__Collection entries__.
┄┄┄┄┄┄┄┄┄┄┄┄┄┄┄┄┄┄┄┄

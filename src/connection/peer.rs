//! The write side of a connected client.

use std::fmt;
use std::io;
use std::net::SocketAddr;
use tokio::io::{AsyncWrite, AsyncWriteExt};

/// Identifier handed out by the accept loop, unique for the process lifetime.
pub type PeerId = u64;

/// Anything a reply can be written to.
pub type PeerWriter = Box<dyn AsyncWrite + Send + Unpin>;

/// A registered client as the dispatcher sees it.
///
/// Holds the only writer for the client's socket. The dispatcher owns every
/// `Peer` in its registry; dropping one closes the write side of the socket.
pub struct Peer {
    id: PeerId,
    addr: SocketAddr,
    writer: PeerWriter,
}

impl Peer {
    pub fn new<W>(id: PeerId, addr: SocketAddr, writer: W) -> Self
    where
        W: AsyncWrite + Send + Unpin + 'static,
    {
        Self {
            id,
            addr,
            writer: Box::new(writer),
        }
    }

    pub fn id(&self) -> PeerId {
        self.id
    }

    pub fn addr(&self) -> SocketAddr {
        self.addr
    }

    /// Writes `data` to the client and flushes it.
    ///
    /// Transport errors are returned unchanged; the peer stays usable as far
    /// as this type is concerned.
    pub async fn send(&mut self, data: &[u8]) -> io::Result<usize> {
        self.writer.write_all(data).await?;
        self.writer.flush().await?;
        Ok(data.len())
    }
}

impl fmt::Debug for Peer {
    fn fmt(&self, f: &mut fmt::Formatter<'_>) -> fmt::Result {
        f.debug_struct("Peer")
            .field("id", &self.id)
            .field("addr", &self.addr)
            .finish_non_exhaustive()
    }
}
//! Storage Module
//!
//! The key-value state of the server: a [`Store`] trait describing what the
//! dispatcher needs, and [`MemoryStore`], the in-memory implementation.
//!
//! ```text
//! ┌──────────────────────────────┐
//! │      Dispatcher task         │
//! │  ┌────────────────────────┐  │
//! │  │      MemoryStore       │  │
//! │  │ HashMap<Bytes, Bytes>  │  │
//! │  └────────────────────────┘  │
//! └──────────────────────────────┘
//! ```
//!
//! There are no locks: the store is moved into the dispatcher task at
//! startup and never shared.

pub mod store;

pub use store::{MemoryStore, Store, StoreError};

┄┄┄┄┄┄┄┄┄┄┄┄┄┄┄┄┄┄┄┄

__Task requirements__. Output, exactly and with no other text, the line that contains "pub struct Peer" and all lines from there to the end of the records.

__Result__.
pub struct Peer {
    id: PeerId,
    addr: SocketAddr,
    writer: PeerWriter,
}

impl Peer {
    pub fn new<W>(id: PeerId, addr: SocketAddr, writer: W) -> Self
    where
        W: AsyncWrite + Send + Unpin + 'static,
    {
        Self {
            id,
            addr,
            writer: Box::new(writer),
        }
    }

    pub fn id(&self) -> PeerId {
        self.id
    }

    pub fn addr(&self) -> SocketAddr {
        self.addr
    }

    /// Writes `data` to the client and flushes it.
    ///
    /// Transport errors are returned unchanged; the peer stays usable as far
    /// as this type is concerned.
    pub async fn send(&mut self, data: &[u8]) -> io::Result<usize> {
        self.writer.write_all(data).await?;
        self.writer.flush().await?;
        Ok(data.len())
    }
}

impl fmt::Debug for Peer {
    fn fmt(&self, f: &mut fmt::Formatter<'_>) -> fmt::Result {
        f.debug_struct("Peer")
            .field("id", &self.id)
            .field("addr", &self.addr)
            .finish_non_exhaustive()
    }
}
//! Storage Module
//!
//! The key-value state of the server: a [`Store`] trait describing what the
//! dispatcher needs, and [`MemoryStore`], the in-memory implementation.
//!
//! ```text
//! ┌──────────────────────────────┐
//! │      Dispatcher task         │
//! │  ┌────────────────────────┐  │
//! │  │      MemoryStore       │  │
//! │  │ HashMap<Bytes, Bytes>  │  │
//! │  └────────────────────────┘  │
//! └──────────────────────────────┘
//! ```
//!
//! There are no locks: the store is moved into the dispatcher task at
//! startup and never shared.

pub mod store;

pub use store::{MemoryStore, Store, StoreError};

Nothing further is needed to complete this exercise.